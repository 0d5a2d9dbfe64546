//! In-process search index implementation.
//!
//! Used for local mode and testing. Ranking is a plain term-frequency score
//! over title and description with insertion order as the tie-break, so a
//! stable catalog always yields the same ordering.

use super::{ResultSet, SearchIndex, SearchRequest, VideoHit};
use crate::error::Result;
use crate::store::Warehouse;
use async_trait::async_trait;
use std::sync::RwLock;
use tracing::debug;

/// In-process search index.
pub struct MemorySearchIndex {
    hits: RwLock<Vec<VideoHit>>,
}

impl MemorySearchIndex {
    /// Create a new empty index.
    pub fn new() -> Self {
        Self {
            hits: RwLock::new(Vec::new()),
        }
    }

    /// Build an index from the current contents of a warehouse.
    pub async fn from_warehouse(warehouse: &dyn Warehouse) -> Result<Self> {
        let records = warehouse.all().await?;
        let index = Self::new();
        index.index_batch(records.into_iter().map(Into::into).collect());
        Ok(index)
    }

    /// Add a row to the index.
    pub fn index(&self, hit: VideoHit) {
        self.hits.write().unwrap().push(hit);
    }

    /// Add a batch of rows to the index.
    pub fn index_batch(&self, batch: Vec<VideoHit>) {
        self.hits.write().unwrap().extend(batch);
    }

    /// Replace the indexed rows wholesale (after a fresh catalog load).
    pub fn replace_all(&self, batch: Vec<VideoHit>) {
        let mut hits = self.hits.write().unwrap();
        hits.clear();
        hits.extend(batch);
    }

    /// Number of indexed rows.
    pub fn len(&self) -> usize {
        self.hits.read().unwrap().len()
    }

    /// Whether the index is empty.
    pub fn is_empty(&self) -> bool {
        self.len() == 0
    }

    /// Term-frequency score of a hit against the query terms.
    fn score(hit: &VideoHit, terms: &[String]) -> usize {
        let haystack = format!("{} {}", hit.title, hit.description).to_lowercase();
        terms
            .iter()
            .map(|term| haystack.matches(term.as_str()).count())
            .sum()
    }
}

impl Default for MemorySearchIndex {
    fn default() -> Self {
        Self::new()
    }
}

#[async_trait]
impl SearchIndex for MemorySearchIndex {
    async fn search(&self, request: &SearchRequest) -> Result<ResultSet> {
        let terms: Vec<String> = request
            .text
            .to_lowercase()
            .split_whitespace()
            .map(str::to_string)
            .collect();

        let hits = self.hits.read().unwrap();

        let mut scored: Vec<(usize, usize, &VideoHit)> = hits
            .iter()
            .enumerate()
            .filter(|(_, hit)| {
                request
                    .years
                    .map(|range| range.contains(hit.year))
                    .unwrap_or(true)
            })
            .map(|(order, hit)| (Self::score(hit, &terms), order, hit))
            .filter(|(score, _, _)| *score > 0)
            .collect();

        // Rank by score, then insertion order for a stable total order
        scored.sort_by(|a, b| b.0.cmp(&a.0).then(a.1.cmp(&b.1)));

        let total_count = scored.len();
        let page: Vec<VideoHit> = scored
            .into_iter()
            .skip(request.offset)
            .take(request.limit)
            .map(|(_, _, hit)| hit.clone())
            .collect();

        debug!(
            "Query '{}' matched {} rows, returning {} from offset {}",
            request.text,
            total_count,
            page.len(),
            request.offset
        );

        Ok(ResultSet {
            hits: page,
            total_count,
        })
    }
}

#[cfg(test)]
mod tests {
    use super::*;
    use crate::search::YearRange;

    fn hit(title: &str, description: &str, year: i32) -> VideoHit {
        VideoHit {
            title: title.to_string(),
            description: description.to_string(),
            thumbnail_url: format!("https://img.example/{}.jpg", year),
            year,
        }
    }

    fn request(text: &str, limit: usize, offset: usize, years: Option<YearRange>) -> SearchRequest {
        SearchRequest {
            text: text.to_string(),
            limit,
            offset,
            years,
        }
    }

    #[tokio::test]
    async fn test_ranking_and_total_count() {
        let index = MemorySearchIndex::new();
        index.index_batch(vec![
            hit("Ocean life", "A film about the ocean and ocean currents", 2016),
            hit("Mountain trails", "Hiking in the alps", 2017),
            hit("Ocean myths", "Stories of the sea", 2018),
        ]);

        let result = index.search(&request("ocean", 10, 0, None)).await.unwrap();
        assert_eq!(result.total_count, 2);
        // Higher term frequency ranks first
        assert_eq!(result.hits[0].title, "Ocean life");
        assert_eq!(result.hits[1].title, "Ocean myths");
    }

    #[tokio::test]
    async fn test_deterministic_ordering() {
        let index = MemorySearchIndex::new();
        index.index_batch(vec![
            hit("Space walk", "Astronauts in space", 2015),
            hit("Space food", "Eating in space", 2016),
        ]);

        let first = index.search(&request("space", 10, 0, None)).await.unwrap();
        let second = index.search(&request("space", 10, 0, None)).await.unwrap();
        assert_eq!(first.hits, second.hits);
    }

    #[tokio::test]
    async fn test_year_filter_applied_before_counting() {
        let index = MemorySearchIndex::new();
        index.index_batch(vec![
            hit("Climate report", "climate data", 2014),
            hit("Climate talks", "climate policy", 2015),
            hit("Climate future", "climate models", 2018),
            hit("Climate history", "climate archives", 2019),
        ]);

        let range = YearRange::new(2015, 2018).unwrap();
        let result = index
            .search(&request("climate", 10, 0, Some(range)))
            .await
            .unwrap();

        assert_eq!(result.total_count, 2);
        assert!(result.hits.iter().all(|h| (2015..=2018).contains(&h.year)));

        let unfiltered = index.search(&request("climate", 10, 0, None)).await.unwrap();
        assert_eq!(unfiltered.total_count, 4);
    }

    #[tokio::test]
    async fn test_offset_and_limit() {
        let index = MemorySearchIndex::new();
        // Equal scores, so insertion order is the rank order
        for i in 0..5 {
            index.index(hit(&format!("robot {}", i), "one machine", 2020 + i));
        }

        let page = index.search(&request("robot", 2, 2, None)).await.unwrap();
        assert_eq!(page.total_count, 5);
        assert_eq!(page.hits.len(), 2);
        assert_eq!(page.hits[0].title, "robot 2");
        assert_eq!(page.hits[1].title, "robot 3");

        let tail = index.search(&request("robot", 2, 4, None)).await.unwrap();
        assert_eq!(tail.hits.len(), 1);
        assert_eq!(tail.hits[0].title, "robot 4");
    }

    #[tokio::test]
    async fn test_no_matches() {
        let index = MemorySearchIndex::new();
        index.index(hit("Gardening", "Growing tomatoes", 2021));

        let result = index.search(&request("quantum", 10, 0, None)).await.unwrap();
        assert_eq!(result.total_count, 0);
        assert!(result.hits.is_empty());
    }
}
//! Prompt templates for Sok.
//!
//! Prompts can be customized by placing TOML files in the custom prompts directory.

use serde::{Deserialize, Serialize};
use std::path::PathBuf;

/// Collection of all prompt templates.
#[derive(Debug, Clone, Serialize, Deserialize)]
#[serde(default)]
#[derive(Default)]
pub struct Prompts {
    pub summary: SummaryPrompts,
    /// Custom variables from config, available in all prompts.
    #[serde(skip)]
    pub variables: std::collections::HashMap<String, String>,
}


/// Prompts for top-result summarization.
#[derive(Debug, Clone, Serialize, Deserialize)]
#[serde(default)]
pub struct SummaryPrompts {
    pub system: String,
    pub user: String,
}

impl Default for SummaryPrompts {
    fn default() -> Self {
        Self {
            system: r#"You are a video catalog assistant. You write short, coherent summaries of search results.

Guidelines:
- Connect the videos and their main themes rather than summarizing each in isolation
- Keep the summary to 3-4 sentences
- Do not invent content that is not present in the titles or descriptions
- Write plain prose with no headings or bullet points"#
                .to_string(),

            user: r#"Here are the top {{count}} videos from a search. Please provide a coherent summary that connects these videos and their main themes in 3-4 sentences:

{{videos}}"#
                .to_string(),
        }
    }
}

impl Prompts {
    /// Load prompts from the default location, with optional custom directory and variables.
    pub fn load(
        custom_dir: Option<&str>,
        custom_variables: Option<&std::collections::HashMap<String, String>>,
    ) -> crate::error::Result<Self> {
        let mut prompts = Prompts::default();

        // Store custom variables
        if let Some(vars) = custom_variables {
            prompts.variables = vars.clone();
        }

        if let Some(dir) = custom_dir {
            let custom_path = PathBuf::from(shellexpand::tilde(dir).to_string());

            // Load summary prompts if file exists
            let summary_path = custom_path.join("summary.toml");
            if summary_path.exists() {
                let content = std::fs::read_to_string(&summary_path)?;
                prompts.summary = toml::from_str(&content)?;
            }
        }

        Ok(prompts)
    }

    /// Render a prompt template with the given variables.
    pub fn render(template: &str, vars: &std::collections::HashMap<String, String>) -> String {
        let mut result = template.to_string();
        for (key, value) in vars {
            result = result.replace(&format!("{{{{{}}}}}", key), value);
        }
        result
    }

    /// Render a prompt template with both provided variables and custom config variables.
    /// Provided variables take precedence over custom config variables.
    pub fn render_with_custom(
        &self,
        template: &str,
        vars: &std::collections::HashMap<String, String>,
    ) -> String {
        // Start with custom variables, then override with provided vars
        let mut merged = self.variables.clone();
        for (key, value) in vars {
            merged.insert(key.clone(), value.clone());
        }
        Self::render(template, &merged)
    }
}

#[cfg(test)]
mod tests {
    use super::*;

    #[test]
    fn test_default_prompts() {
        let prompts = Prompts::default();
        assert!(!prompts.summary.system.is_empty());
        assert!(prompts.summary.user.contains("{{videos}}"));
    }

    #[test]
    fn test_render_template() {
        let template = "Here are the top {{count}} videos:\n{{videos}}";
        let mut vars = std::collections::HashMap::new();
        vars.insert("count".to_string(), "3".to_string());
        vars.insert("videos".to_string(), "Video 1".to_string());

        let result = Prompts::render(template, &vars);
        assert_eq!(result, "Here are the top 3 videos:\nVideo 1");
    }
}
---------------
▸ ASSIGNED TASK
Set down precisely the lines above between the line holding "tie-break, so a" and the line holding "use std::sync::RwLock;", inclusive, and nothing beyond them.

▸ SOLVED EXERCISE
//! over title and description with insertion order as the tie-break, so a
//! stable catalog always yields the same ordering.

use super::{ResultSet, SearchIndex, SearchRequest, VideoHit};
use crate::error::Result;
use crate::store::Warehouse;
use async_trait::async_trait;
use std::sync::RwLock;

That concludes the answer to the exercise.